One of the most important learning skills you can help your child to develop is to become an independent learner.
Children who are more independent learners tend to have more self-confidence and have a greater sense that they are in control of their learning. Encouraging independent learning can happen from a young age, but it can be hard for parents who are not trained teachers to know when they are giving too much help and when they are not giving enough. If you regularly help your child with their homework, there are a few simple steps you can take to help your child become more independent learners.
- Help your child to answer the first question or two in an activity then allow them to do the next ones by themselves. Encourage them to get the answer themselves, but if they are struggling it may help them to point out how you would find the answer.
- Negotiate a time limit on how long they think it will take them to finish the rest of the activity to help them stay focused on their work. Perhaps even set a timer on your phone and encourage them to ‘race’ the clock. The time limit should be reasonable so that children can complete the activity with neat writing.

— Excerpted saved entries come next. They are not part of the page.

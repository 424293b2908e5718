//! Output mesh buffers.
//!
//! [`MeshBuffers`] is what the renderer consumes: positions, a parallel list of
//! UVs and a flat list of triangle indices (every 3 consecutive indices form
//! one triangle). [`CellMesh`] has the same shape but holds one cell's
//! contribution with indices starting at 0.

use crate::error::{ContourError, Result};
use crate::types::{Point3, Uv};

/// A triangle represented by three vertices.
pub type Triangle = [Point3; 3];

/// One cell's vertices, UVs and cell-local triangle indices.
#[derive(Debug, Clone, PartialEq, Default)]
pub struct CellMesh {
    /// Vertex positions.
    pub vertices: Vec<Point3>,
    /// One UV per vertex.
    pub uvs: Vec<Uv>,
    /// Indices into `vertices`, three per triangle.
    pub triangles: Vec<u32>,
}

impl CellMesh {
    /// Create an empty cell mesh with room for `vertices` vertices.
    pub fn with_capacity(vertices: usize) -> Self {
        Self {
            vertices: Vec::with_capacity(vertices),
            uvs: Vec::with_capacity(vertices),
            triangles: Vec::with_capacity(vertices),
        }
    }

    /// True when the cell emitted nothing.
    #[inline]
    pub fn is_empty(&self) -> bool {
        self.triangles.is_empty()
    }

    /// Number of triangles.
    #[inline]
    pub fn triangle_count(&self) -> usize {
        self.triangles.len() / 3
    }
}

/// Vertex, UV and index buffers for an extracted surface.
#[derive(Debug, Clone, PartialEq, Default)]
pub struct MeshBuffers {
    /// Vertex positions.
    pub vertices: Vec<Point3>,
    /// One UV per vertex.
    pub uvs: Vec<Uv>,
    /// Indices into `vertices`, three per triangle.
    pub triangles: Vec<u32>,
}

impl MeshBuffers {
    /// Create empty buffers.
    pub fn new() -> Self {
        Self::default()
    }

    /// Number of vertices.
    #[inline]
    pub fn vertex_count(&self) -> usize {
        self.vertices.len()
    }

    /// Number of complete triangles.
    #[inline]
    pub fn triangle_count(&self) -> usize {
        self.triangles.len() / 3
    }

    /// True when there are no triangles.
    #[inline]
    pub fn is_empty(&self) -> bool {
        self.triangles.is_empty()
    }

    /// Remove all data, keeping the allocations.
    pub fn clear(&mut self) {
        self.vertices.clear();
        self.uvs.clear();
        self.triangles.clear();
    }

    /// Append a cell's contribution, offsetting its indices by the current vertex count.
    ///
    /// # Errors
    /// Returns `IndexOverflow` if an offset index would not fit in a `u32`.
    /// The buffers are left unchanged in that case.
    pub fn append(&mut self, cell: CellMesh) -> Result<()> {
        let overflow = || ContourError::IndexOverflow {
            vertex_count: self.vertices.len().saturating_add(cell.vertices.len()),
        };
        let base = u32::try_from(self.vertices.len()).map_err(|_| overflow())?;
        let shifted = cell
            .triangles
            .iter()
            .map(|&i| i.checked_add(base))
            .collect::<Option<Vec<u32>>>()
            .ok_or_else(overflow)?;

        self.vertices.extend(cell.vertices);
        self.uvs.extend(cell.uvs);
        self.triangles.extend(shifted);
        Ok(())
    }

    /// Replace the whole contents with a cell's contribution.
    pub fn replace_with(&mut self, cell: CellMesh) {
        self.vertices = cell.vertices;
        self.uvs = cell.uvs;
        self.triangles = cell.triangles;
    }

    /// The vertices of triangle `i`, or `None` if it does not exist or
    /// references a missing vertex.
    pub fn triangle(&self, i: usize) -> Option<Triangle> {
        let idx = self.triangles.get(i * 3..i * 3 + 3)?;
        Some([
            *self.vertices.get(idx[0] as usize)?,
            *self.vertices.get(idx[1] as usize)?,
            *self.vertices.get(idx[2] as usize)?,
        ])
    }

    /// Iterate all resolvable triangles in order.
    pub fn iter_triangles(&self) -> impl Iterator<Item = Triangle> + '_ {
        (0..self.triangle_count()).filter_map(move |i| self.triangle(i))
    }

    /// Check the buffer invariants: one UV per vertex, whole triangles only,
    /// and every index pointing at a vertex.
    pub fn validate(&self) -> Result<()> {
        if self.uvs.len() != self.vertices.len() || self.triangles.len() % 3 != 0 {
            return Err(ContourError::BufferLengthMismatch {
                vertices: self.vertices.len(),
                uvs: self.uvs.len(),
                indices: self.triangles.len(),
            });
        }
        if let Some(&index) = self
            .triangles
            .iter()
            .find(|&&i| i as usize >= self.vertices.len())
        {
            return Err(ContourError::TriangleIndexOutOfRange {
                index,
                vertex_count: self.vertices.len(),
            });
        }
        Ok(())
    }

    /// Axis-aligned bounds of the vertices, or `None` if there are none.
    pub fn bounding_box(&self) -> Option<(Point3, Point3)> {
        let first = *self.vertices.first()?;
        Some(
            self.vertices
                .iter()
                .fold((first, first), |(lo, hi), &v| (lo.min(v), hi.max(v))),
        )
    }

    /// Positions flattened to `f32` triples for GPU upload.
    pub fn positions_f32(&self) -> Vec<[f32; 3]> {
        self.vertices
            .iter()
            .map(|v| [v.x as f32, v.y as f32, v.z as f32])
            .collect()
    }

    /// UVs flattened to `f32` pairs for GPU upload.
    pub fn uvs_f32(&self) -> Vec<[f32; 2]> {
        self.uvs.iter().map(|uv| [uv.u as f32, uv.v as f32]).collect()
    }
}

/// Mesh statistics after extraction.
#[derive(Debug, Clone, Copy, PartialEq)]
pub struct MeshStats {
    /// Total number of triangles.
    pub triangle_count: usize,
    /// Number of vertices.
    pub vertex_count: usize,
    /// Sum of triangle areas. Degenerate triangles contribute zero.
    pub surface_area: f64,
    /// Bounding box minimum.
    pub bbox_min: Point3,
    /// Bounding box maximum.
    pub bbox_max: Point3,
}

impl MeshStats {
    /// Compute statistics from mesh buffers.
    pub fn from_buffers(mesh: &MeshBuffers) -> Self {
        let surface_area = mesh
            .iter_triangles()
            .map(|tri| (tri[1] - tri[0]).cross(tri[2] - tri[0]).length() * 0.5)
            .sum();
        let (bbox_min, bbox_max) = mesh
            .bounding_box()
            .unwrap_or((Point3::ZERO, Point3::ZERO));

        Self {
            triangle_count: mesh.triangle_count(),
            vertex_count: mesh.vertex_count(),
            surface_area,
            bbox_min,
            bbox_max,
        }
    }
}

- If your child is used to you being with them when they complete their homework, gradually move away from them over a period of time. Helping them to start their homework and then moving to sit nearby but not with them while they finished can give them the comfort of you being there but encourage them to complete the work by themselves. Over time you can put more distance between you until they are able to work alone while you are able to get on with other things you might need to do.
- Set aside time after your child has finished their homework to spend some time alone and focused on them. You could play a game together or read a story. It’s a good reward for having finished their work by themselves.
Most importantly, be firm. If your child won’t try to work independently or is fussing over something that they can do quite easily when you are there, let them know that you have confidence in their ability to do it by themselves but you won’t help them unless they really need it. It can be hard to say ‘no’, but it is worth it to see them become more confident and self-assured as learners and people.